### THE PROBLEM
Wherever a line in the data below holds "props", copy that line.

### THE RECORDS
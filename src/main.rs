//! hostiface - local network interface provisioner
//!
//! Brings dummy network interfaces into existence on Linux (iproute2 dummy
//! links) and macOS (renamed ifconfig bridges), tracks them in a ledger and
//! removes them again on teardown.

mod backend;
mod cli;
mod command;
mod error;
mod interface;
mod ledger;
mod manifest;
mod netmask;
mod platform;
mod provider;
mod stack;

use cli::{Cli, Commands};
use command::SystemRunner;
use error::Result;
use interface::InterfaceSpec;
use ledger::Ledger;
use manifest::HostifaceConfig;
use provider::{DeleteOutcome, InterfaceProvider};
use stack::Stack;
use std::path::PathBuf;
use tracing_subscriber::EnvFilter;

fn main() {
    let cli = Cli::parse_args();
    init_tracing(cli.verbose);

    if let Err(e) = run(cli) {
        eprintln!("Error: {}", e);
        std::process::exit(1);
    }
}

/// Log to stderr, filtered by RUST_LOG (default warn, debug with --verbose)
fn init_tracing(verbose: bool) {
    let default = if verbose { "debug" } else { "warn" };
    let filter = EnvFilter::try_from_default_env().unwrap_or_else(|_| EnvFilter::new(default));

    tracing_subscriber::fmt()
        .with_env_filter(filter)
        .with_writer(std::io::stderr)
        .init();
}

fn run(cli: Cli) -> Result<()> {
    match cli.command {
        // Commands that don't require config
        Commands::Completion { shell } => {
            Cli::generate_completion(shell);
        }

        Commands::Netmask { address } => {
            let split = netmask::split(&address)?;
            println!("address: {}", split.address);
            println!("netmask: {}", split.netmask.as_deref().unwrap_or("-"));
        }

        // Single-resource commands; config only tunes privilege and rollback
        Commands::Create {
            name,
            address,
            json,
        } => {
            let config = load_optional(&cli.config)?;
            let provider = provider(&config);

            let mut spec = InterfaceSpec::new(name);
            if let Some(address) = address {
                spec = spec.address(address);
            }

            let state = provider.create(&spec)?;
            if json {
                println!("{}", serde_json::to_string_pretty(&state)?);
            } else {
                println!(
                    "Created interface '{}' ({}) address {}",
                    state.name,
                    state.platform,
                    state.address.as_deref().unwrap_or("none")
                );
            }
        }

        Commands::Delete { id } => {
            let config = load_optional(&cli.config)?;
            let provider = provider(&config);

            let props = config
                .get_interface(&id)
                .cloned()
                .unwrap_or_else(|| InterfaceSpec::new(id.as_str()));

            match provider.delete(&id, &props) {
                DeleteOutcome::Removed => println!("Deleted interface '{}'", id),
                DeleteOutcome::Skipped { reason } => {
                    println!("Interface '{}' retired (teardown skipped: {})", id, reason)
                }
            }
        }

        // Declarative commands
        Commands::Up => {
            let mut stack = load_stack(&cli.config)?;
            let created = stack.up()?;

            if created.is_empty() {
                println!("All interfaces already present.");
            } else {
                for name in &created {
                    println!("Created interface '{}'", name);
                }
            }
            println!("Ledger: {}", stack.ledger().path().display());
        }

        Commands::Down => {
            let mut stack = load_stack(&cli.config)?;
            let outcomes = stack.down()?;

            if outcomes.is_empty() {
                println!("No recorded interfaces.");
            }
            for (id, outcome) in outcomes {
                match outcome {
                    DeleteOutcome::Removed => println!("Deleted interface '{}'", id),
                    DeleteOutcome::Skipped { .. } => {
                        println!("Retired interface '{}' (teardown skipped)", id)
                    }
                }
            }
        }

        Commands::Status { json } => {
            let stack = load_stack(&cli.config)?;
            let entries = stack.status();

            if json {
                println!("{}", serde_json::to_string_pretty(&entries)?);
            } else {
                println!("{:<16} {:<20} {:<10}", "NAME", "ADDRESS", "STATE");
                println!("{}", "-".repeat(48));

                for entry in entries {
                    let state = match (entry.configured, entry.recorded) {
                        (true, true) => "present",
                        (true, false) => "absent",
                        (false, _) => "orphaned",
                    };
                    println!(
                        "{:<16} {:<20} {:<10}",
                        entry.name,
                        entry.address.as_deref().unwrap_or("-"),
                        state
                    );
                }
            }
        }

        Commands::Check => {
            let config = load(&cli.config)?;
            let platform = platform::Platform::detect();

            println!("Configuration is valid.");
            match platform {
                Ok(p) => println!("\nPlatform: {}", p),
                Err(e) => println!("\nPlatform: {}", e),
            }
            println!("Privilege: {:?}", config.config.privilege());
            println!("Rollback: {}", config.config.rollback());
            println!("Ledger: {}", config.config.ledger_path().display());

            println!("\nInterfaces:");
            for iface in &config.interfaces {
                let address = iface.address.as_deref().unwrap_or("-");
                match iface.address.as_deref().and_then(|a| netmask::split(a).ok()) {
                    Some(netmask::SplitAddress {
                        netmask: Some(mask),
                        ..
                    }) => println!("  {}: {} (netmask {})", iface.name, address, mask),
                    _ => println!("  {}: {}", iface.name, address),
                }
            }
        }
    }

    Ok(())
}

fn load(paths: &[PathBuf]) -> Result<HostifaceConfig> {
    match paths {
        [single] => manifest::load(single),
        many => manifest::load_merged(many),
    }
}

/// Config for single-resource commands: a missing default file means defaults
fn load_optional(paths: &[PathBuf]) -> Result<HostifaceConfig> {
    if paths.iter().all(|p| !p.exists()) {
        return Ok(HostifaceConfig::default());
    }
    load(paths)
}

fn provider(config: &HostifaceConfig) -> InterfaceProvider<SystemRunner> {
    InterfaceProvider::new(SystemRunner::new(config.config.privilege()))
        .rollback(config.config.rollback())
}

fn load_stack(paths: &[PathBuf]) -> Result<Stack<SystemRunner>> {
    let config = load(paths)?;
    let ledger = Ledger::load(&config.config.ledger_path())?;
    let provider = provider(&config);
    Ok(Stack::new(config, ledger, provider))
}
//! macOS bridge interfaces
//!
//! macOS has no dummy link type. A bridge is the closest substitute, but
//! `ifconfig bridge create` picks its own name (bridge0, bridge1, ...), so the
//! new bridge is found by diffing the interface listing and then renamed.

use super::Undo;
use crate::command::{CommandRunner, Invocation};
use crate::error::{Error, Result};
use crate::interface::InterfaceSpec;
use crate::netmask;
use tracing::debug;

/// Prefix of system-assigned bridge names
const BRIDGE_PREFIX: &str = "bridge";

/// ifconfig-based backend
#[derive(Debug, Clone, Copy, PartialEq, Eq, Default)]
pub struct MacosBackend;

impl MacosBackend {
    /// Create a bridge, rename it, bring it up and assign the address if any
    pub fn create<R: CommandRunner>(
        &self,
        runner: &R,
        spec: &InterfaceSpec,
        undo: &mut Undo,
    ) -> Result<()> {
        let name = spec.name.as_str();
        // ifconfig needs IPv4 and a dotted netmask; reject anything else up front
        let address = spec.address.as_deref().map(netmask::split).transpose()?;

        let before = bridge_names(&runner.run(&Self::list())?.stdout);

        runner.run(&Invocation::privileged("ifconfig", ["bridge", "create"]))?;

        let after = bridge_names(&runner.run(&Self::list())?.stdout);
        let assigned = after
            .into_iter()
            .rfind(|bridge| !before.contains(bridge))
            .ok_or_else(|| {
                Error::InterfaceCreationFailed(format!(
                    "no new {} interface appeared after 'ifconfig bridge create'",
                    BRIDGE_PREFIX
                ))
            })?;
        debug!(interface = %name, assigned = %assigned, "discovered bridge");
        undo.push(Self::teardown(&assigned));

        if assigned != name {
            runner.run(&Invocation::privileged(
                "ifconfig",
                [assigned.as_str(), "name", name],
            ))?;
            undo.pop();
            undo.push(Self::teardown(name));
        }

        runner.run(&Invocation::privileged("ifconfig", [name, "up"]))?;

        if let Some(split) = address {
            runner.run(&Invocation::privileged(
                "ifconfig",
                [name, "inet", split.address.as_str()],
            ))?;

            if let Some(mask) = &split.netmask {
                runner.run(&Invocation::privileged(
                    "ifconfig",
                    [name, "netmask", mask.as_str()],
                ))?;
            }
        }

        Ok(())
    }

    pub fn teardown(id: &str) -> Invocation {
        Invocation::privileged("ifconfig", [id, "destroy"])
    }

    fn list() -> Invocation {
        Invocation::unprivileged("ifconfig", ["-a"])
    }
}

/// Bridge names from `ifconfig -a` output, in listing order
///
/// Interface headers start at column 0 as `name: flags=...`; detail lines
/// are indented.
fn bridge_names(listing: &str) -> Vec<String> {
    listing
        .lines()
        .filter(|line| line.starts_with(BRIDGE_PREFIX))
        .filter_map(|line| line.split(':').next())
        .map(str::to_string)
        .collect()
}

### TASK RESPONSE
            let props = config
            match provider.delete(&id, &props) {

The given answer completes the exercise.